Consider engaging third-party vendors to assist in conducting an SRA if internal resources lack sufficient familiarity with the process. When engaging a vendor, ensure they understand the SRA process described in the OCR Guidance and that their deliverables align with accepted guidelines. Leverage internal or external counsel to vet the vendor's processes before engagement. Note that platforms such as Compliancy Group Guard or the free OCR/ONC SRA Tool can be used to execute the SRA and manage evidence, questionnaires, and assessments.


Evidence Expectations


Collect comprehensive evidence to support the assessment, including:


  • Written policies and procedures (e.g., security policies and incident response plans).

  • Technical proof (e.g., logs, configurations, EDR/AV status, MFA evidence, and encryption settings).

  • Vendor documentation (e.g., business associate agreements, SOC 2 or ISO reports, and Standardized Information Gathering (SIG) questionnaires). Pay particular attention to third-party vendors. Your security posture is only as strong as the weakest link. Over 80% of recently stolen protected health information records were taken from third-party vendors, software services, business associates, and nonhospital providers, not hospitals.[5] Also, for more on this, check out the article titled "Third-Party Cybersecurity and Privacy Risk Management in an Increasingly Interconnected and Digital Healthcare Ecosystem: You Are Only as Strong as Your Weakest Link." Compile a list of all business associates and confirm which ones are covered by executed business associate agreements.

  • Remediation decisions and tasks linked to specific controls.

  • Documentation of actions taken when anomalies are detected.


Inventory Assets and Data Flows


The goal is to determine how much PHI there is, what type it is, where it rests within the organization, which systems handle it, and who has access.


  • Catalogue all hardware, software, and cloud services that handle ePHI. Generate a comprehensive list of asset categories regardless of the particular medium.

  • Map data flows to understand how information moves within your network and to third parties.
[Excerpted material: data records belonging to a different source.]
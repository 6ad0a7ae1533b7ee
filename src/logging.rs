//! Logging infrastructure for luacall
//!
//! Structured `tracing` events around every call, with a configurable
//! subscriber (pretty, compact or JSON; stderr, stdout or daily-rolling files).

use once_cell::sync::OnceCell;
use tracing::{debug, trace, Level};
use tracing_appender::{non_blocking::WorkerGuard, rolling};
use tracing_subscriber::{
    fmt::{self, format::FmtSpan},
    layer::SubscriberExt,
    util::SubscriberInitExt,
    EnvFilter, Layer,
};

use crate::core::CallError;

static LOGGER_INITIALIZED: OnceCell<()> = OnceCell::new();

/// Log output format
#[derive(Debug, Clone, Copy, PartialEq, Eq)]
pub enum LogFormat {
    Pretty,
    Compact,
    Json,
}

impl LogFormat {
    pub fn parse(s: &str) -> Option<Self> {
        match s.to_ascii_lowercase().as_str() {
            "pretty" => Some(Self::Pretty),
            "compact" => Some(Self::Compact),
            "json" => Some(Self::Json),
            _ => None,
        }
    }
}

/// Log output destination
#[derive(Debug, Clone, PartialEq, Eq)]
pub enum LogOutput {
    Stdout,
    Stderr,
    /// Daily-rolling file
    File { directory: String, prefix: String },
}

/// Logging configuration
#[derive(Debug, Clone)]
pub struct LogConfig {
    pub level: Level,
    pub format: LogFormat,
    pub output: LogOutput,
    /// Emit span open/close events
    pub span_events: bool,
    /// Extra filter directives (e.g., "luacall::invoke=trace")
    pub filter: Option<String>,
}

impl Default for LogConfig {
    fn default() -> Self {
        Self {
            level: Level::INFO,
            format: LogFormat::Compact,
            output: LogOutput::Stderr,
            span_events: false,
            filter: None,
        }
    }
}

impl LogConfig {
    pub fn new() -> Self {
        Self::default()
    }

    /// Defaults overridden by `LUACALL_LOG_LEVEL`, `LUACALL_LOG_JSON` and
    /// `LUACALL_LOG_DIR`.
    pub fn from_env() -> Self {
        let mut config = Self::default();

        if let Ok(level) = std::env::var("LUACALL_LOG_LEVEL") {
            if let Some(level) = parse_level(&level) {
                config.level = level;
            }
        }

        if std::env::var("LUACALL_LOG_JSON").is_ok() {
            config.format = LogFormat::Json;
        }

        if let Ok(dir) = std::env::var("LUACALL_LOG_DIR") {
            config.output = LogOutput::File {
                directory: dir,
                prefix: "luacall".to_string(),
            };
        }

        config
    }

    pub fn with_level(mut self, level: Level) -> Self {
        self.level = level;
        self
    }

    pub fn with_format(mut self, format: LogFormat) -> Self {
        self.format = format;
        self
    }

    pub fn with_output(mut self, output: LogOutput) -> Self {
        self.output = output;
        self
    }

    pub fn with_span_events(mut self, enabled: bool) -> Self {
        self.span_events = enabled;
        self
    }

    pub fn with_filter(mut self, filter: impl Into<String>) -> Self {
        self.filter = Some(filter.into());
        self
    }
}

/// Parse a level name; `None` for anything unrecognized.
pub fn parse_level(s: &str) -> Option<Level> {
    match s.to_ascii_lowercase().as_str() {
        "trace" => Some(Level::TRACE),
        "debug" => Some(Level::DEBUG),
        "info" => Some(Level::INFO),
        "warn" => Some(Level::WARN),
        "error" => Some(Level::ERROR),
        _ => None,
    }
}

/// Install the global subscriber.
///
/// Only the first call installs anything; later calls return `None`. Keep the
/// returned guard alive so buffered lines are flushed.
pub fn init_logging(config: LogConfig) -> Option<WorkerGuard> {
    let mut guard = None;
    LOGGER_INITIALIZED.get_or_init(|| {
        guard = install(&config);
    });
    guard
}

/// Initialize logging from the environment.
pub fn init() -> Option<WorkerGuard> {
    init_logging(LogConfig::from_env())
}

pub fn is_initialized() -> bool {
    LOGGER_INITIALIZED.get().is_some()
}

fn install(config: &LogConfig) -> Option<WorkerGuard> {
    let (writer, guard) = match &config.output {
        LogOutput::Stdout => tracing_appender::non_blocking(std::io::stdout()),
        LogOutput::Stderr => tracing_appender::non_blocking(std::io::stderr()),
        LogOutput::File { directory, prefix } => {
            tracing_appender::non_blocking(rolling::daily(directory, prefix))
        }
    };

    let filter = build_filter(config);
    let spans = span_events_config(config.span_events);
    let layer = match config.format {
        LogFormat::Pretty => fmt::layer()
            .with_writer(writer)
            .pretty()
            .with_span_events(spans)
            .with_filter(filter)
            .boxed(),
        LogFormat::Compact => fmt::layer()
            .with_writer(writer)
            .compact()
            .with_span_events(spans)
            .with_filter(filter)
            .boxed(),
        LogFormat::Json => fmt::layer()
            .with_writer(writer)
            .json()
            .with_span_events(spans)
            .with_filter(filter)
            .boxed(),
    };

    // Another subscriber may already be installed (e.g. by the host).
    tracing_subscriber::registry().with(layer).try_init().ok()?;
    Some(guard)
}

fn build_filter(config: &LogConfig) -> EnvFilter {
    let base = EnvFilter::try_from_default_env()
        .unwrap_or_else(|_| EnvFilter::new(format!("luacall={}", config.level.as_str().to_lowercase())));

    match &config.filter {
        Some(directives) => directives
            .split(',')
            .filter(|d| !d.trim().is_empty())
            .fold(base, |filter, directive| match directive.trim().parse() {
                Ok(d) => filter.add_directive(d),
                Err(_) => {
                    tracing::warn!("Invalid filter directive: {}", directive);
                    filter
                }
            }),
        None => base,
    }
}

fn span_events_config(enabled: bool) -> FmtSpan {
    if enabled {
        FmtSpan::NEW | FmtSpan::CLOSE
    } else {
        FmtSpan::NONE
    }
}

// ============================================================================
// Call-path events
// ============================================================================

#[inline]
pub fn log_call(function: &str, payload_len: usize) {
    trace!(target: "luacall::invoke", function, payload_len, "invoking");
}

#[inline]
pub fn log_call_success(function: &str, result_len: usize) {
    trace!(target: "luacall::invoke", function, result_len, "invoke returned");
}

/// Failures are data for the host, so they are logged at debug only.
#[inline]
pub fn log_call_failure(function: &str, error: &CallError) {
    debug!(
        target: "luacall::invoke",
        function,
        kind = %error.kind(),
        error = %error,
        "invoke failed"
    );
}

#[inline]
pub fn log_type_conversion(from: &str, to: &str) {
    trace!(target: "luacall::marshal", from, to, "lossy conversion");
}

#[cfg(test)]
mod tests {
    use super::*;

    #[test]
    fn test_config_builder() {
        let config = LogConfig::new()
            .with_level(Level::DEBUG)
            .with_format(LogFormat::Json)
            .with_span_events(true)
            .with_filter("luacall=trace");

        assert_eq!(config.level, Level::DEBUG);
        assert_eq!(config.format, LogFormat::Json);
        assert!(config.span_events);
        assert_eq!(config.filter, Some("luacall=trace".to_string()));
    }

    #[test]
    fn test_parse_helpers() {
        assert_eq!(parse_level("WARN"), Some(Level::WARN));
        assert_eq!(parse_level("loud"), None);
        assert_eq!(LogFormat::parse("json"), Some(LogFormat::Json));
        assert_eq!(LogFormat::parse("xml"), None);
    }

    #[test]
    fn test_init_idempotent() {
        let _first = init_logging(LogConfig::new().with_level(Level::ERROR));
        let second = init_logging(LogConfig::new());
        assert!(second.is_none());
        assert!(is_initialized());
    }

    #[test]
    fn test_call_events_do_not_panic() {
        log_call("f", 3);
        log_call_success("f", 2);
        log_call_failure("f", &CallError::not_found());
        log_type_conversion("table", "null");
    }
}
Create PHI diagrams showing how PHI enters the network, the systems it touches as it flows through the network, and any points at which it may leave the network.
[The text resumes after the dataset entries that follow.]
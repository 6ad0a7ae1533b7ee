//! Frontend components
//!
//! The command-line tool and the TOML configuration shared by the CLI and
//! the worker pool.

pub mod cli;
pub mod config;

pub use cli::main as cli_main;
pub use config::{Config, ConfigError, LoggingConfig, RuntimeConfig, WorkersConfig, CONFIG_FILE};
  • Collect detailed asset information (e.g., systems, applications, and data stores that create, receive, maintain, or transmit ePHI) and map data flows across systems and vendors. Assets include mobile devices, laptops/computers, routers, servers, software, hardware, operating systems, databases, clinical equipment, physical storage, and removable devices.


The 18 PHI Identifiers


HIPAA defines 18 specific identifiers that, when linked to health data, make it PHI. Make sure your team knows what these are. It may be helpful to share this information before going through the risk scoring process, as explained below. Remember, even one of these identifiers, when combined with health information, is considered PHI and must be protected:


1.  Name

2.  Geographic subdivisions smaller than a state (street address, city, ZIP code)

3.  All elements of dates (except year) directly related to an individual

4.  Telephone numbers

5.  Fax numbers

6.  Email addresses

7.  Social Security numbers

8.  Medical record numbers

9.  Health plan beneficiary numbers

10.  Account numbers

11.  Certificate/license numbers

12.  Vehicle identifiers and serial numbers (including license plate numbers)
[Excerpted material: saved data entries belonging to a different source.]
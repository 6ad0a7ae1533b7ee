use std::time::Duration;

use luacall::{Config, Interpreter, InterpreterWorker, SharedInterpreter, WorkerError, WorkerId, WorkerPool};

fn counter() -> Result<Interpreter, luacall::InterpreterError> {
    let mut lua = Interpreter::new()?;
    lua.load(
        "counter.lua",
        r#"
        n = 0
        function next_id(s) n = n + 1; return s .. n end
        function slow(s)
            local deadline = os.clock() + tonumber(s)
            while os.clock() < deadline do end
            return "done"
        end
        "#,
    )?;
    Ok(lua)
}

#[test]
fn test_worker_serializes_calls() {
    let worker = InterpreterWorker::spawn(WorkerId(0), 16, counter).unwrap();
    let results: Vec<_> = (0..20)
        .map(|_| worker.call("next_id", "id-").unwrap().as_str().map(str::to_string))
        .collect();
    let expected: Vec<_> = (1..=20).map(|i| Some(format!("id-{}", i))).collect();
    assert_eq!(results, expected);
}

#[test]
fn test_timeout_does_not_poison_worker() {
    let worker = InterpreterWorker::spawn(WorkerId(1), 4, counter).unwrap();
    let err = worker.call_timeout("slow", "0.3", Duration::from_millis(20)).unwrap_err();
    assert_eq!(err, WorkerError::Timeout);

    let result = worker.call("next_id", "x").unwrap();
    assert_eq!(result.as_str(), Some("x1"));
}

#[test]
fn test_pool_spreads_calls() {
    let pool = WorkerPool::new(4, 16, counter).unwrap();
    let mut values: Vec<_> = (0..8)
        .map(|_| pool.call("next_id", "").unwrap().as_str().unwrap().to_string())
        .collect();
    values.sort();
    assert_eq!(values, vec!["1", "1", "1", "1", "2", "2", "2", "2"]);
    assert_eq!(pool.metrics().get_counter("next_id.success"), 8);
}

#[test]
fn test_pool_from_config() {
    let dir = tempfile::tempdir().unwrap();
    std::fs::write(dir.path().join("svc.lua"), "function svc(s) return env .. ':' .. s end").unwrap();
    let path = dir.path().join("luacall.toml");
    std::fs::write(
        &path,
        "[runtime]\nscripts = [\"*.lua\"]\n[runtime.globals]\nenv = \"test\"\n[workers]\ncount = 2\ntimeout_ms = 1000\n",
    )
    .unwrap();

    let config = Config::load(&path).unwrap();
    let pool = WorkerPool::from_config(&config).unwrap();
    assert_eq!(pool.size(), 2);
    assert_eq!(pool.call("svc", "ping").unwrap().as_str(), Some("test:ping"));
}

#[test]
fn test_pool_startup_failure() {
    let result = WorkerPool::new(2, 4, || {
        let mut lua = Interpreter::new()?;
        lua.load("bad.lua", "this is not lua")?;
        Ok(lua)
    });
    assert!(matches!(result, Err(WorkerError::Startup(_))));
}

#[test]
fn test_shared_interpreter_threads() {
    let shared = SharedInterpreter::new(counter().unwrap());
    std::thread::scope(|scope| {
        for _ in 0..4 {
            let shared = shared.clone();
            scope.spawn(move || {
                for _ in 0..100 {
                    assert!(shared.invoke("next_id", "").is_success());
                }
            });
        }
    });
    assert_eq!(shared.invoke("next_id", "").as_str(), Some("401"));
}

#[tokio::test]
async fn test_call_async() {
    let pool = WorkerPool::new(2, 8, counter).unwrap();
    let (a, b) = tokio::join!(pool.call_async("next_id", "a"), pool.call_async("next_id", "b"));
    assert_eq!(a.unwrap().as_str(), Some("a1"));
    assert_eq!(b.unwrap().as_str(), Some("b1"));
}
13.  Device identifiers and serial numbers

14.  Web URLs

15.  IP addresses

16.  Biometric identifiers (fingerprints, voiceprints)

17.  Full-face photographs and comparable images

18.  Any other unique identifying number, characteristic, or code


Risk Scoring Methodology


Risk scoring methodologies multiply the likelihood of a threat by its impact to prioritize mitigation. Organizations use this formula to classify risks as high, medium, or low and to allocate resources accordingly. It is prudent to define likelihood levels (e.g., unlikely, possible, and likely) based on threat intelligence and control strength. Threat levels are the driving factor in prioritizing and determining compliance mitigation needs.


Likelihood of Threat Occurrence

  • Rare: Almost never (exceptional) – 0-5%

  • Unlikely: Low probability – 6-25%

  • Possible: Moderate chance – 26-50%

  • Likely: High probability – 51-90%

  • Almost Certain: Almost definitely will happen – 90-100%


Impact Dimensions

Define impact categories across four dimensions with calibrated thresholds (e.g., what is "catastrophic" for your organization):


  • Clinical Impact: Assess how risks affect patient outcomes and safety.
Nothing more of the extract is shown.